Squeezebox + Pandora
Aww, hell yeah. Pandora has managed to cut a deal with SlimDevices, who will now begin offering the Pandora music recommendation service on my Squeezebox 3. And I get a 90-day free trial. I've been tempted to sign up for this service for a while and this may put me over the edge.
Last.fm, which I also use, integrates data collection and streaming with the Squeezebox as well, made possible by the plugin architecture and some generous open source coders. Very handy. As is currently en vogue, I'm working on a side-by-side comparison of the services (in which I will spend at least as many words railing against the limitations of both imposed by brain-dead industry licensing terms).
I saw the news in Silicon Beat, which declares SlimDevices a come-out-of-nowhere hit. It's kind of bittersweet for someone who has been following the company for more than four years. But it's good that they're getting some recognition in the press, including several articles and reviews just this week.
Why now? This press history of Slim Devices is really enlightening read. Compare the coverage they’ve gotten since the first of the year (NYT, Wired, Cargo, PC World) to all that they garnered in the previous three. I think saw what Sonos did with their launch last year and finally decided to hire a PR firm.
This EETimes article offers more insight, including a glimpse at the structure of the company and the tidbit that they’re looking for a new round of funding. Good news, I say. They’ll need they money to take on Sonos which, last I heard, had more than sixty employees compared to SlimDevices’ twelve. It also has great traction with the press and some good distribution deals. And the Sonos system is an excellent product, and more consumer-friendly and less technical than the SlimDevices system. But it’s also more expensive and less open.
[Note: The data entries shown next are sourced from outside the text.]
use crate::{DirectiveMap, Stage, Toolchain, ToolchainError};
use std::collections::VecDeque;
use std::time::Duration;

/// Scripted toolchain for tests.
///
/// Each call to [`Toolchain::evaluate`] records its directives and returns
/// the next queued runtime, or `default_runtime` once the queue is empty.
#[derive(Debug, Clone)]
pub struct MockToolchain {
    pub default_runtime: Duration,
    runtimes: VecDeque<Duration>,
    failure: Option<(usize, Stage)>,
    calls: Vec<DirectiveMap>,
}

impl MockToolchain {
    #[must_use]
    pub fn new(default_runtime: Duration) -> Self {
        Self {
            default_runtime,
            runtimes: VecDeque::new(),
            failure: None,
            calls: Vec::new(),
        }
    }

    /// Queues runtimes returned by successive evaluations.
    #[must_use]
    pub fn with_runtimes(mut self, runtimes: impl IntoIterator<Item = Duration>) -> Self {
        self.runtimes.extend(runtimes);
        self
    }

    /// Makes the evaluation with zero-based index `call` fail in `stage`.
    #[must_use]
    pub fn failing_at(mut self, call: usize, stage: Stage) -> Self {
        self.failure = Some((call, stage));
        self
    }

    /// Directive maps received so far, oldest first.
    #[must_use]
    pub fn calls(&self) -> &[DirectiveMap] {
        &self.calls
    }
}

impl Toolchain for MockToolchain {
    fn evaluate(&mut self, directives: &DirectiveMap) -> Result<Duration, ToolchainError> {
        let call = self.calls.len();
        self.calls.push(directives.clone());
        match self.failure {
            Some((at, stage)) if at == call => Err(match stage {
                Stage::Execute => ToolchainError::Execution { code: Some(1) },
                stage => ToolchainError::Stage {
                    stage,
                    code: Some(1),
                    stderr: format!("mock failure in {stage}"),
                },
            }),
            _ => Ok(self.runtimes.pop_front().unwrap_or(self.default_runtime)),
        }
    }
}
The article mentions that SlimDevices has sold “as many as 10,000 systems,” but that no doubt includes every unit they’ve sold in their four-year history. I think number of unique customers would be a more interesting metric. And I would love to see some current sales figures from these two companies to compare, but that’s not likely to happen.
The EE Times article spends a great deal of time on the open-source nature of the company, which is gratifying. They do a fair job of highlighting the benefits (being able to go further with fewer paid resources) that SlimDevices has gained from remaining open.
David Pogue (long-time Mac author currently writing a tech column for the NYT) gives the Squeezebox 3 a glowing review. He even has a 2 minute demo video of the SqueezeBox in action. But my favorite part of the article was this:
Now ordinarily, an electronics company is just a vendor. But in the case of Slim Devices, you get a real taste of the creators’ personalities. The company bends over backward to make itself an open, transparent, right-minded outfit. The server software is open source, meaning free and open to the public to modify; as a result, you can download Squeezebox plug-ins that give it even more abilities. (For example, a plug-in called SoftSqueeze lets you listen to your home music collection from any computer anywhere, by way of the Web.) A lively discussion area helps build a sense of community.
How cool is that? When the NYT spends an entire paragraph in the review of a consumer electronics product promoting Open Company values, the idea is really gaining some traction. Well said, Mr. Pogue!